Artificial intelligence is like a house of cards that could collapse if it keeps building on its own shaky creations instead of fresh, human-made ideas. This endless loop of using AI-generated content to make more AI content is a lot like inbreeding in animals and plants, where each generation gets weaker and more error-prone.

How AI Gets Built

AI tools—chatbots, image generators, and the rest—learn from huge collections of material people have created: books, websites, photos, songs, and more. That human variety gives AI its smarts. But now AI is turning out mountains of its own content, from blog posts to social-media updates. If tomorrow’s models learn mainly from this AI-made material, it’s like recycling the same old ideas without adding anything truly new.

The Endless Loop That Weakens Everything

Picture this: One AI writes an article based on another AI’s summary of a real story. Tiny mistakes or dull spots grow each time, and the final result loses its spark. Over the years, AI outputs could become boring, repetitive, and less reliable. The internet fills up with more AI content, leaving less room for genuine human input, and the models start failing at tasks like giving sound advice or crafting engaging stories.

Is It Like Inbreeding?

Yes. In nature, when animals or plants breed within a narrow gene pool, they lose resilience and pick up more problems because there isn’t enough variety. The same goes for AI: if it keeps “breeding” from its own limited pool of recycled content, flaws build up—more errors, less creativity, and outputs that all sound the same. Just as a species needs fresh genes to stay healthy, AI needs ongoing human input to remain strong and useful.

What Could Go Wrong?

We’re already seeing warning signs, such as online spaces filling with AI-written articles that aren’t as good or trustworthy. If the trend continues, expect:

  • Less Creativity: AI could get stuck repeating the same patterns, hurting art, writing, and invention.
  • Real-World Problems: Businesses using AI for ads or news might spread bad information, losing public trust.
  • Bigger Issues: Recycling errors could let biases or fake facts spread like wildfire.
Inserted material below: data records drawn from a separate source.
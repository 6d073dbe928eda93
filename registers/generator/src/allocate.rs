// Licensed under the Apache-2.0 license

//! Address allocation.
//!
//! Two passes over the registers:
//!
//! 1. every explicit address is reserved (a repeated explicit address is a
//!    collision);
//! 2. in declaration order a cursor walks the address space. An explicit
//!    register pushes the cursor past itself; an unaddressed register takes
//!    the first free, aligned slot at or after the cursor.
//!
//! Explicit addresses therefore win regardless of where they are declared.

use crate::error::{AllocationError, AllocationFailure};
use crate::types::RegisterFile;
use log::{debug, trace};
use std::collections::BTreeMap;

/// Addresses for every register (declaration order) plus the problems
/// found while computing them.
pub(crate) struct Plan {
    pub addresses: Vec<u64>,
    pub failures: Vec<AllocationFailure>,
}

/// Computes the address of every register without modifying the file.
pub(crate) fn plan(file: &RegisterFile) -> Plan {
    let unit = file.access_unit();
    let mut failures = Vec::new();

    let mut reserved: BTreeMap<u64, &str> = BTreeMap::new();
    for reg in &file.registers {
        let Some(address) = reg.address else {
            continue;
        };
        match reserved.get(&address) {
            Some(first) => failures.push(AllocationFailure::Collision {
                address,
                first: first.to_string(),
                second: reg.name.clone(),
            }),
            None => {
                reserved.insert(address, &reg.name);
            }
        }
    }

    let mut cursor = 0u64;
    let mut addresses = Vec::with_capacity(file.registers.len());
    for reg in &file.registers {
        let address = match reg.address {
            Some(address) => address,
            None => {
                let address = next_free(&reserved, cursor, unit);
                trace!("allocated {} at {address:#x}", reg.name);
                address
            }
        };
        cursor = cursor.max(address.saturating_add(unit));
        if !file.address_fits(address) {
            failures.push(AllocationFailure::OutOfRange {
                register: reg.name.clone(),
                address,
                address_width: file.address_width,
            });
        }
        addresses.push(address);
    }

    Plan {
        addresses,
        failures,
    }
}

/// First multiple of `unit` at or after `cursor` whose `unit`-byte slot does
/// not touch a reserved register.
fn next_free(reserved: &BTreeMap<u64, &str>, cursor: u64, unit: u64) -> u64 {
    let Some(mut candidate) = cursor.checked_next_multiple_of(unit) else {
        return u64::MAX;
    };
    while reserved
        .range(candidate.saturating_sub(unit - 1)..=candidate.saturating_add(unit - 1))
        .next()
        .is_some()
    {
        match candidate.checked_add(unit) {
            Some(next) => candidate = next,
            None => return u64::MAX,
        }
    }
    candidate
}

/// Assigns an address to every unaddressed register.
///
/// Fails with every collision and out-of-range address found; on success
/// each register carries `Some(address)` and nothing else changes.
pub fn allocate(mut file: RegisterFile) -> Result<RegisterFile, AllocationError> {
    let Plan {
        addresses,
        failures,
    } = plan(&file);
    if !failures.is_empty() {
        return Err(AllocationError(failures));
    }
    for (reg, address) in file.registers.iter_mut().zip(addresses) {
        if reg.address.is_none() {
            debug!("{}: {} -> {address:#x}", file.name, reg.name);
        }
        reg.address = Some(address);
    }
    Ok(file)
}

#[cfg(test)]
mod tests {
    use super::*;
    use crate::access::AccessType;
    use crate::types::Register;

    fn reg(name: &str) -> Register {
        Register::new(name, AccessType::ReadWrite)
    }

    fn addresses(file: &RegisterFile) -> Vec<u64> {
        file.registers.iter().map(|r| r.address.unwrap()).collect()
    }

    #[test]
    fn test_sequential() {
        let file = RegisterFile::new("seq", 32, 8)
            .with_register(reg("A"))
            .with_register(reg("B"))
            .with_register(reg("C"));
        let file = allocate(file).unwrap();
        assert_eq!(addresses(&file), vec![0x0, 0x4, 0x8]);
    }

    #[test]
    fn test_gap_between_explicit_registers() {
        let file = RegisterFile::new("gap", 32, 8)
            .with_register(reg("A").at(0x0))
            .with_register(reg("B"))
            .with_register(reg("C").at(0x8));
        assert_eq!(addresses(&allocate(file).unwrap()), vec![0x0, 0x4, 0x8]);
    }

    #[test]
    fn test_declared_after_explicit_registers() {
        let file = RegisterFile::new("after", 32, 8)
            .with_register(reg("A").at(0x0))
            .with_register(reg("C").at(0x8))
            .with_register(reg("B"));
        assert_eq!(addresses(&allocate(file).unwrap()), vec![0x0, 0x8, 0xC]);
    }

    #[test]
    fn test_explicit_wins_regardless_of_order() {
        // B is declared first but may not take 0x0 or 0x4, both reserved later.
        let file = RegisterFile::new("order", 32, 8)
            .with_register(reg("B"))
            .with_register(reg("C"))
            .with_register(reg("A").at(0x0))
            .with_register(reg("D").at(0x4));
        assert_eq!(
            addresses(&allocate(file).unwrap()),
            vec![0x8, 0xC, 0x0, 0x4]
        );
    }

    #[test]
    fn test_unit_follows_data_width() {
        let file = RegisterFile::new("narrow", 16, 8)
            .with_register(reg("A"))
            .with_register(reg("B"))
            .with_register(reg("C").at(0x10))
            .with_register(reg("D"));
        assert_eq!(
            addresses(&allocate(file).unwrap()),
            vec![0x0, 0x2, 0x10, 0x12]
        );
    }

    #[test]
    fn test_unaligned_cursor_is_realigned() {
        let file = RegisterFile::new("unaligned", 32, 8)
            .with_register(reg("A").at(0x1).unaligned())
            .with_register(reg("B"));
        assert_eq!(addresses(&allocate(file).unwrap()), vec![0x1, 0x8]);
    }

    #[test]
    fn test_duplicate_explicit_addresses() {
        let file = RegisterFile::new("dup", 32, 8)
            .with_register(reg("A").at(0x4))
            .with_register(reg("B").at(0x4))
            .with_register(reg("C").at(0x4));
        let err = allocate(file).unwrap_err();
        assert_eq!(
            err.0,
            vec![
                AllocationFailure::Collision {
                    address: 0x4,
                    first: "A".into(),
                    second: "B".into(),
                },
                AllocationFailure::Collision {
                    address: 0x4,
                    first: "A".into(),
                    second: "C".into(),
                },
            ]
        );
    }

    #[test]
    fn test_address_space_exhausted() {
        // A 4-bit address space holds four 32-bit registers.
        let mut file = RegisterFile::new("tiny", 32, 4);
        for name in ["A", "B", "C", "D", "E"] {
            file = file.with_register(reg(name));
        }
        let err = allocate(file).unwrap_err();
        assert_eq!(
            err.0,
            vec![AllocationFailure::OutOfRange {
                register: "E".into(),
                address: 0x10,
                address_width: 4,
            }]
        );
    }

    #[test]
    fn test_identity_preserved() {
        let file = RegisterFile::new("id", 32, 8)
            .with_register(reg("A").describe("first"))
            .with_register(reg("B").at(0x20));
        let allocated = allocate(file.clone()).unwrap();
        assert_eq!(allocated.registers.len(), 2);
        for (before, after) in file.registers.iter().zip(&allocated.registers) {
            assert_eq!(before.name, after.name);
            assert_eq!(before.description, after.description);
            assert_eq!(before.fields, after.fields);
        }
    }
}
Labeling AI content and collecting more real human work are quick ways to slow this slide.

Predicting Model Collapse: When Could It Happen?

Researchers say the risk isn’t some distant sci-fi worry—it could show up soon.

  • A 2024 Nature study proved collapse can happen after just a few generations of models training on each other’s outputs.
  • Several AI labs flag 2025 as a critical tipping point—by April 2025, roughly three-quarters of new web pages already contained some AI-generated text, sharply increasing the odds that new models will be trained on recycled material.[
  • Human-in-the-loop researchers also rate 2025 as the year collapse becomes a front-burner concern if data pipelines don’t change.
  • One high-profile scenario dubbed “AI 2027” imagines full-scale collapse by 2027 if self-reinforcing feedback loops keep amplifying today’s flaws.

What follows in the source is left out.